Chapter 30: Lewis - Hematologic System

Pallor of skin or nail beds can be indicative of what?

Low hemoglobin levels which means low oxygen. Low hemoglobin is a type of anemia.

Flushing

Too much hemoglobin due to polycythemia, and congestion of capillaries. Flushing of the palms of the hands or soles of the feet are a possible indication of anemia.

Jaundice

This is an accumulation of bile pigment caused by rapid or excessive hemolysis or liver damage.

Cyanosis

Reduce hemoglobin, excessive concentration of deoxyhemoglobin in the blood

Excoriation

scratching from intense pruritus

Pruritus

Hodgkins lymphoma, cutaneous lymphomas, inflitrative leukemias, increased bilirubin

Leg ulcers

Sickle cell disease

Angioma

Benign tumor consisting of blood or lymph vessels. Most are congenital, some may disappear spontaneously.

Telangiectasia

Small angioma with tendency to bleed. Focal red lesions, course or fine red lines. This can be due to dilation of small vessels.

Spider nevus

Type of telangiectasia. It has a round red central portion and branching radiations resembling a spider. Usually on face, neck, or chest. Elevated estrogen levels as in pregnancy or liver disease.

Purpura

Conditions like petechiae, ecchymosis (bruise) or other small hemorrhages in the skin and mucous membrane. This can be due to low platelets or clotting factors resulting in hemorrhage into the skin. Vascular abnormalities, break in blood vessel walls resulting in trauma

Chloroma

A tumor arising from myeloid tissue and containing a pale green pigment. Can be caused by acute myelogenous leukemia that has infiltrated the skin.

Plasmacytoma

Tumor arising from abnormal plasma cells. Can be caused by multiple myeloma that has infiltrated the tissue.

Jaundiced sclera

Due to accumulation of bile pigment resulting from rapid or excessive hemolysis or liver disease or infiltration.

Conjuctival pallor

Due to low hemoglobin levels

Blurred vision, diplopia, visual field cuts

Can be caused by anemia, extreme leukocytosis, polycythemia may cause visual abnormalities. Thrombocytopenia may cause intraoccular hemorrhage with visual abnromalities. Excessive clotting may cause thromboses in the circulation to the brain that cause visual field cuts

Smooth tongue

Tongue surface is smooth and shiny, mucosa is thin and red from decreased papillae. This can be due to pernicious anemia or iron-deficiency anemia.

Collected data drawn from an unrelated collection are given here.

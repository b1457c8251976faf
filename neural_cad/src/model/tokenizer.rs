//! Token id / text conversion.

use std::collections::HashMap;
use std::path::Path;

use crate::error::{NeuralCadError, Result};

/// The two tokenizer capabilities the pipeline needs.
pub trait Tokenizer {
    /// Id of an exact token string, special tokens included.
    fn token_to_id(&self, token: &str) -> Option<u32>;

    /// Decode ids to text, keeping special tokens.
    fn decode(&self, ids: &[u32]) -> Result<String>;
}

impl Tokenizer for tokenizers::Tokenizer {
    fn token_to_id(&self, token: &str) -> Option<u32> {
        std::ops::Deref::deref(self).token_to_id(token)
    }

    fn decode(&self, ids: &[u32]) -> Result<String> {
        std::ops::Deref::deref(self).decode(ids, false)
            .map_err(|e| NeuralCadError::Tokenizer(e.to_string()))
    }
}

/// Load a `tokenizer.json` file.
pub fn load_tokenizer<P: AsRef<Path>>(path: P) -> Result<tokenizers::Tokenizer> {
    let path = path.as_ref();
    log::info!("Loading tokenizer from {:?}", path);
    tokenizers::Tokenizer::from_file(path)
        .map_err(|e| NeuralCadError::Tokenizer(format!("{:?}: {}", path, e)))
}

/// Minimal tokenizer over a fixed vocabulary where each id decodes to its
/// token string verbatim.
#[derive(Debug, Clone, Default)]
pub struct VocabTokenizer {
    tokens: Vec<String>,
    ids: HashMap<String, u32>,
}

impl VocabTokenizer {
    /// Build from tokens in id order.
    pub fn new<I, S>(tokens: I) -> Self
    where
        I: IntoIterator<Item = S>,
        S: Into<String>,
    {
        let tokens: Vec<String> = tokens.into_iter().map(Into::into).collect();
        let ids = tokens
            .iter()
            .enumerate()
            .map(|(i, t)| (t.clone(), i as u32))
            .collect();
        Self { tokens, ids }
    }

    /// Vocabulary size.
    pub fn len(&self) -> usize {
        self.tokens.len()
    }

    /// Whether the vocabulary is empty.
    pub fn is_empty(&self) -> bool {
        self.tokens.is_empty()
    }
}

impl Tokenizer for VocabTokenizer {
    fn token_to_id(&self, token: &str) -> Option<u32> {
        self.ids.get(token).copied()
    }

    fn decode(&self, ids: &[u32]) -> Result<String> {
        ids.iter()
            .map(|&id| {
                self.tokens
                    .get(id as usize)
                    .map(String::as_str)
                    .ok_or_else(|| NeuralCadError::Tokenizer(format!("id {} out of range", id)))
            })
            .collect()
    }
}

Bone pain in pelvis, ribs, spine, or sternum

Can be due to multiple myeloma related to enlarged tumors that stretch periosteum, bone invasion by leukemia cells. Bone demineralization resulting from various malignancies. Sickle cell disease.

Joint swelling

this can occur due to hemophilia and sickle cell anemia as bleeding occurs into the joint causing inflammation.

Lymphadenopathy

Enlarged lymph nodes that may be tender to the touch. This can be due to infection, foreign infiltration. systemic disease such as leukemia, lymphoma, Hodgkin's lymphoma, and metastatic cancer.

Tachycardia

compensatory mechanism in anemia to increase cardiac output.

palpitations

feeling the heartbeat, flutter, or pound in the chest. This can be due to anemia, fluid volume overload, hypotension with impending syncope, hypertension, or dysrhythmias.

orthostasis

This is when heart rate goes up about 20 beat per minute or when blood pressure goes down 20 from baseline when moving from a lying position to either sitting or standing. This is a common manifestation in anemia, especially if also accompanied by low blood volume.

Hypotension

Hypotension is a systolic blood pressure below 90 or a drop of 40 from baseline. This may indicate an infectious process, blood loss, or compromised cardiovascular compensatory mechanism.

Hypertension

Hypertension is a blood pressure greater than 140/90. This usually occurs as a compensatory mechanism for anemia.

Sternal tenderness

Leukemia resulting from increased bone marrow cellularity can cause an increase in pressure and bone erosion.

Low oxygen saturation

This can be decreased due to severe cases of anemia

Hepatomegaly

Leukemia, cirrhosis, or fibrosis secondary to iron overload from sickle cell disease or thalassmeia can cause this.

Splenomegaly

Can be caused due to anemia, thrombocytopenia, leukemia, lymphomas, leukopenia, mononucleoisis, malaria, cirrohosis, trauma, portal hypertension.

Distended abdomen

Lymphoma may manifest as abdominal adenopathy, masses or bowel obstruction.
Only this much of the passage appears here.